→ TO DO
As the lines appear below, please set them down exactly, starting at the first and finishing with the one containing "#[derive(Debug, Parser)]".

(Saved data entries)

[Start of section]

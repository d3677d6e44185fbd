use anyhow::Result;
use chrono::Utc;
use clap::{Parser, Subcommand};
use std::path::PathBuf;
use std::sync::Arc;
use tracing::{error, info};

use pass_batch::batch::JobLauncher;
use pass_batch::config;
use pass_batch::db;
use pass_batch::jobs::{self, JobName};
use pass_batch::notifier::{NotificationSender, WebhookNotifier};

#[derive(Debug, Parser)]
#[command(author, version, about = "Run one pass maintenance job and exit")]
struct Args {
    /// Path to YAML config file
    #[arg(long, default_value = "config.yaml")]
    config: PathBuf,

    #[command(subcommand)]
    command: Command,
}

#[derive(Debug, Subcommand)]
enum Command {
    /// Launch a job with a fresh run id
    Run {
        #[arg(value_enum)]
        job: JobName,
    },
    /// Print the most recent job runs
    History {
        #[arg(long, default_value = "20")]
        limit: i64,
    },
    /// List registered jobs and their steps
    Jobs,
}

#[tokio::main]
async fn main() -> Result<()> {
    tracing_subscriber::fmt()
        .with_env_filter(tracing_subscriber::EnvFilter::from_default_env())
        .with_target(false)
        .compact()
        .init();

    let args = Args::parse();
    let cfg = config::load(Some(&args.config))?;
    cfg.ensure_dirs()?;

    let sender: Arc<dyn NotificationSender> =
        Arc::new(WebhookNotifier::from_config(&cfg.notification)?);

    if let Command::Jobs = args.command {
        for name in JobName::ALL {
            let job = jobs::build(name, &cfg, sender.clone());
            println!("{}\t{}", job.name(), job.step_names().join(" -> "));
        }
        return Ok(());
    }

    let pool = db::init_pool(&cfg.database_url()).await?;
    db::run_migrations(&pool).await?;

    match args.command {
        Command::Run { job } => {
            let job = jobs::build(job, &cfg, sender);
            let launcher = JobLauncher::new(pool.clone(), cfg.batch.stale_after());

            let report = launcher.run(&job, Utc::now()).await?;
            for step in &report.steps {
                info!(
                    step = %step.name,
                    status = step.status.as_str(),
                    read = step.report.read_count,
                    filtered = step.report.filter_count,
                    skipped = step.report.skip_count,
                    written = step.report.write_count,
                    chunks = step.report.commit_count,
                    "step finished"
                );
            }
            pool.close().await;
            if let Err(err) = report.into_result() {
                error!(error = %err, "job failed");
                return Err(err.into());
            }
        }
        Command::History { limit } => {
            for run in db::latest_job_runs(&pool, limit).await? {
                println!(
                    "{}\t{}\t{}\t{}\t{}\t{}",
                    run.run_id,
                    run.job_name,
                    run.status.as_str(),
                    run.started_at.to_rfc3339(),
                    run.ended_at.map(|t| t.to_rfc3339()).unwrap_or_default(),
                    run.exit_message.unwrap_or_default()
                );
            }
        }
        Command::Jobs => {}
    }

    Ok(())
}
use super::JobContext;
use crate::db::Pool;
use anyhow::Result;
use async_trait::async_trait;
use sqlx::SqliteConnection;
use thiserror::Error;
use tracing::{debug, info, instrument, warn};

/// Counters collected while a step runs. Only committed chunks are counted.
#[derive(Debug, Default, Clone, Copy, PartialEq, Eq)]
pub struct StepReport {
    pub read_count: u64,
    /// Items `process` dropped on purpose.
    pub filter_count: u64,
    /// Items whose processing failed but did not fail the step.
    pub skip_count: u64,
    pub write_count: u64,
    pub commit_count: u64,
}

impl StepReport {
    fn absorb(&mut self, chunk: &StepReport) {
        self.read_count += chunk.read_count;
        self.filter_count += chunk.filter_count;
        self.skip_count += chunk.skip_count;
        self.write_count += chunk.write_count;
        self.commit_count += chunk.commit_count;
    }
}

/// A failed step, with the work it committed before the failure.
#[derive(Debug, Error)]
#[error("{source:#}")]
pub struct StepFailure {
    pub report: StepReport,
    #[source]
    pub source: anyhow::Error,
}

impl From<anyhow::Error> for StepFailure {
    fn from(source: anyhow::Error) -> Self {
        Self {
            report: StepReport::default(),
            source,
        }
    }
}

/// Items read by a chunk step expose their sequence id; the reader pages on it.
pub trait Keyed {
    fn seq(&self) -> i64;
}

/// Read → process → write contract of a chunk-oriented step.
///
/// `read` returns at most `limit` items with a sequence id greater than
/// `after_seq`, ordered by sequence id. `process` returning `None` filters the
/// item out of the chunk. A `process` error fails the step unless
/// [`ChunkStep::skip_on_process_error`] says otherwise, in which case the item
/// is counted as skipped.
#[async_trait]
pub trait ChunkStep: Send + Sync {
    type Item: Keyed + Send;
    type Output: Send;

    async fn read(
        &self,
        conn: &mut SqliteConnection,
        ctx: &JobContext,
        after_seq: i64,
        limit: i64,
    ) -> Result<Vec<Self::Item>>;

    async fn process(&self, ctx: &JobContext, item: Self::Item) -> Result<Option<Self::Output>>;

    /// Persist one chunk. Returns the number of rows written.
    async fn write(
        &self,
        conn: &mut SqliteConnection,
        ctx: &JobContext,
        items: Vec<Self::Output>,
    ) -> Result<u64>;

    fn skip_on_process_error(&self) -> bool {
        false
    }
}

/// A single unit of work executed inside one transaction.
#[async_trait]
pub trait Tasklet: Send + Sync {
    async fn execute(&self, conn: &mut SqliteConnection, ctx: &JobContext) -> Result<StepReport>;
}

#[async_trait]
pub trait Step: Send + Sync {
    fn name(&self) -> &str;

    async fn run(&self, pool: &Pool, ctx: &JobContext) -> Result<StepReport, StepFailure>;
}

pub struct ChunkOrientedStep<S> {
    name: String,
    chunk_size: usize,
    inner: S,
}

impl<S: ChunkStep> ChunkOrientedStep<S> {
    pub fn new(name: impl Into<String>, chunk_size: usize, inner: S) -> Self {
        Self {
            name: name.into(),
            chunk_size: chunk_size.max(1),
            inner,
        }
    }

    /// Runs one chunk in its own transaction. `Ok(None)` once the reader is exhausted.
    async fn run_chunk(
        &self,
        pool: &Pool,
        ctx: &JobContext,
        cursor: &mut i64,
    ) -> Result<Option<StepReport>> {
        // Dropping the transaction on error rolls the chunk back.
        let mut tx = pool.begin().await?;
        let items = self
            .inner
            .read(&mut *tx, ctx, *cursor, self.chunk_size as i64)
            .await?;
        if items.is_empty() {
            debug!(cursor = *cursor, "reader exhausted");
            return Ok(None);
        }

        let mut chunk = StepReport {
            read_count: items.len() as u64,
            commit_count: 1,
            ..StepReport::default()
        };
        let next_cursor = items.iter().map(Keyed::seq).max().unwrap_or(*cursor);

        let mut out = Vec::with_capacity(items.len());
        for item in items {
            match self.inner.process(ctx, item).await {
                Ok(Some(o)) => out.push(o),
                Ok(None) => chunk.filter_count += 1,
                Err(err) if self.inner.skip_on_process_error() => {
                    warn!(error = %format!("{err:#}"), "item skipped");
                    chunk.skip_count += 1;
                }
                Err(err) => return Err(err),
            }
        }

        if !out.is_empty() {
            chunk.write_count = self.inner.write(&mut *tx, ctx, out).await?;
        }
        tx.commit().await?;
        *cursor = next_cursor;
        Ok(Some(chunk))
    }
}

#[async_trait]
impl<S: ChunkStep> Step for ChunkOrientedStep<S> {
    fn name(&self) -> &str {
        &self.name
    }

    #[instrument(skip_all, fields(step = %self.name, run_key = %ctx.run_key))]
    async fn run(&self, pool: &Pool, ctx: &JobContext) -> Result<StepReport, StepFailure> {
        let mut report = StepReport::default();
        let mut cursor = 0_i64;

        loop {
            match self.run_chunk(pool, ctx, &mut cursor).await {
                Ok(Some(chunk)) => {
                    report.absorb(&chunk);
                    info!(
                        chunk = report.commit_count,
                        read = chunk.read_count,
                        written = chunk.write_count,
                        skipped = chunk.skip_count,
                        cursor,
                        "chunk committed"
                    );
                }
                Ok(None) => return Ok(report),
                Err(source) => return Err(StepFailure { report, source }),
            }
        }
    }
}

pub struct TaskletStep<T> {
    name: String,
    tasklet: T,
}

impl<T: Tasklet> TaskletStep<T> {
    pub fn new(name: impl Into<String>, tasklet: T) -> Self {
        Self {
            name: name.into(),
            tasklet,
        }
    }

    async fn run_once(&self, pool: &Pool, ctx: &JobContext) -> Result<StepReport> {
        let mut tx = pool.begin().await?;
        let mut report = self.tasklet.execute(&mut *tx, ctx).await?;
        tx.commit().await?;
        report.commit_count = 1;
        Ok(report)
    }
}

#[async_trait]
impl<T: Tasklet> Step for TaskletStep<T> {
    fn name(&self) -> &str {
        &self.name
    }

    #[instrument(skip_all, fields(step = %self.name, run_key = %ctx.run_key))]
    async fn run(&self, pool: &Pool, ctx: &JobContext) -> Result<StepReport, StepFailure> {
        let report = self.run_once(pool, ctx).await?;
        info!(
            read = report.read_count,
            written = report.write_count,
            "tasklet committed"
        );
        Ok(report)
    }
}

#[cfg(test)]
mod tests {
    use super::*;
    use crate::db;
    use anyhow::bail;
    use chrono::Utc;
    use std::sync::Mutex;

    #[derive(Debug)]
    struct Row(i64);

    impl Keyed for Row {
        fn seq(&self) -> i64 {
            self.0
        }
    }

    /// Serves ids 1..=total from memory and records every written chunk.
    #[derive(Default)]
    struct CountingStep {
        total: i64,
        drop_even: bool,
        /// `process` fails for this id.
        bad_item: Option<i64>,
        skip_bad: bool,
        /// `write` fails on this (1-based) chunk.
        fail_chunk: Option<usize>,
        chunks: Mutex<Vec<Vec<i64>>>,
    }

    #[async_trait]
    impl ChunkStep for CountingStep {
        type Item = Row;
        type Output = i64;

        async fn read(
            &self,
            _conn: &mut SqliteConnection,
            _ctx: &JobContext,
            after_seq: i64,
            limit: i64,
        ) -> Result<Vec<Row>> {
            Ok((after_seq + 1..=self.total).take(limit as usize).map(Row).collect())
        }

        async fn process(&self, _ctx: &JobContext, item: Row) -> Result<Option<i64>> {
            if self.bad_item == Some(item.0) {
                bail!("cannot process {}", item.0);
            }
            if self.drop_even && item.0 % 2 == 0 {
                return Ok(None);
            }
            Ok(Some(item.0))
        }

        async fn write(
            &self,
            _conn: &mut SqliteConnection,
            _ctx: &JobContext,
            items: Vec<i64>,
        ) -> Result<u64> {
            let mut chunks = self.chunks.lock().unwrap();
            if self.fail_chunk == Some(chunks.len() + 1) {
                bail!("write rejected");
            }
            let n = items.len() as u64;
            chunks.push(items);
            Ok(n)
        }

        fn skip_on_process_error(&self) -> bool {
            self.skip_bad
        }
    }

    fn ctx() -> JobContext {
        JobContext {
            run_id: 1,
            run_key: "test".into(),
            job_name: "test".into(),
            now: Utc::now(),
        }
    }

    #[tokio::test]
    async fn chunk_loop_pages_without_gaps() {
        let pool = db::connect_in_memory().await.unwrap();
        let step = ChunkOrientedStep::new(
            "counting",
            5,
            CountingStep {
                total: 12,
                ..Default::default()
            },
        );

        let report = step.run(&pool, &ctx()).await.unwrap();
        assert_eq!(report.read_count, 12);
        assert_eq!(report.write_count, 12);
        assert_eq!(report.commit_count, 3);

        let chunks = step.inner.chunks.lock().unwrap().clone();
        assert_eq!(chunks.iter().map(Vec::len).collect::<Vec<_>>(), vec![5, 5, 2]);
        let all: Vec<i64> = chunks.into_iter().flatten().collect();
        assert_eq!(all, (1..=12).collect::<Vec<_>>());
    }

    #[tokio::test]
    async fn filtered_items_are_counted_not_written() {
        let pool = db::connect_in_memory().await.unwrap();
        let step = ChunkOrientedStep::new(
            "odd-only",
            4,
            CountingStep {
                total: 8,
                drop_even: true,
                ..Default::default()
            },
        );

        let report = step.run(&pool, &ctx()).await.unwrap();
        assert_eq!(report.read_count, 8);
        assert_eq!(report.filter_count, 4);
        assert_eq!(report.skip_count, 0);
        assert_eq!(report.write_count, 4);
        assert_eq!(report.commit_count, 2);
    }

    #[tokio::test]
    async fn empty_reader_commits_nothing() {
        let pool = db::connect_in_memory().await.unwrap();
        let step = ChunkOrientedStep::new("empty", 5, CountingStep::default());
        let report = step.run(&pool, &ctx()).await.unwrap();
        assert_eq!(report, StepReport::default());
    }

    #[tokio::test]
    async fn failed_write_keeps_committed_counts() {
        let pool = db::connect_in_memory().await.unwrap();
        let step = ChunkOrientedStep::new(
            "second-chunk-fails",
            5,
            CountingStep {
                total: 12,
                fail_chunk: Some(2),
                ..Default::default()
            },
        );

        let failure = step.run(&pool, &ctx()).await.unwrap_err();
        assert_eq!(failure.source.to_string(), "write rejected");
        assert_eq!(
            failure.report,
            StepReport {
                read_count: 5,
                write_count: 5,
                commit_count: 1,
                ..StepReport::default()
            }
        );
        assert_eq!(step.inner.chunks.lock().unwrap().len(), 1);
    }

    #[tokio::test]
    async fn process_error_fails_step_unless_skippable() {
        let pool = db::connect_in_memory().await.unwrap();
        let strict = ChunkOrientedStep::new(
            "strict",
            5,
            CountingStep {
                total: 8,
                bad_item: Some(7),
                ..Default::default()
            },
        );
        let failure = strict.run(&pool, &ctx()).await.unwrap_err();
        assert_eq!(failure.report.commit_count, 1);
        assert!(failure.to_string().contains("cannot process 7"));

        let lenient = ChunkOrientedStep::new(
            "lenient",
            5,
            CountingStep {
                total: 8,
                bad_item: Some(7),
                skip_bad: true,
                ..Default::default()
            },
        );
        let report = lenient.run(&pool, &ctx()).await.unwrap();
        assert_eq!(report.read_count, 8);
        assert_eq!(report.skip_count, 1);
        assert_eq!(report.filter_count, 0);
        assert_eq!(report.write_count, 7);
    }
}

[End of section]

→ RESPONSE AREA
repository d3677d6e44185fbd
use anyhow::Result;
use chrono::Utc;
use clap::{Parser, Subcommand};
use std::path::PathBuf;
use std::sync::Arc;
use tracing::{error, info};

use pass_batch::batch::JobLauncher;
use pass_batch::config;
use pass_batch::db;
use pass_batch::jobs::{self, JobName};
use pass_batch::notifier::{NotificationSender, WebhookNotifier};

#[derive(Debug, Parser)]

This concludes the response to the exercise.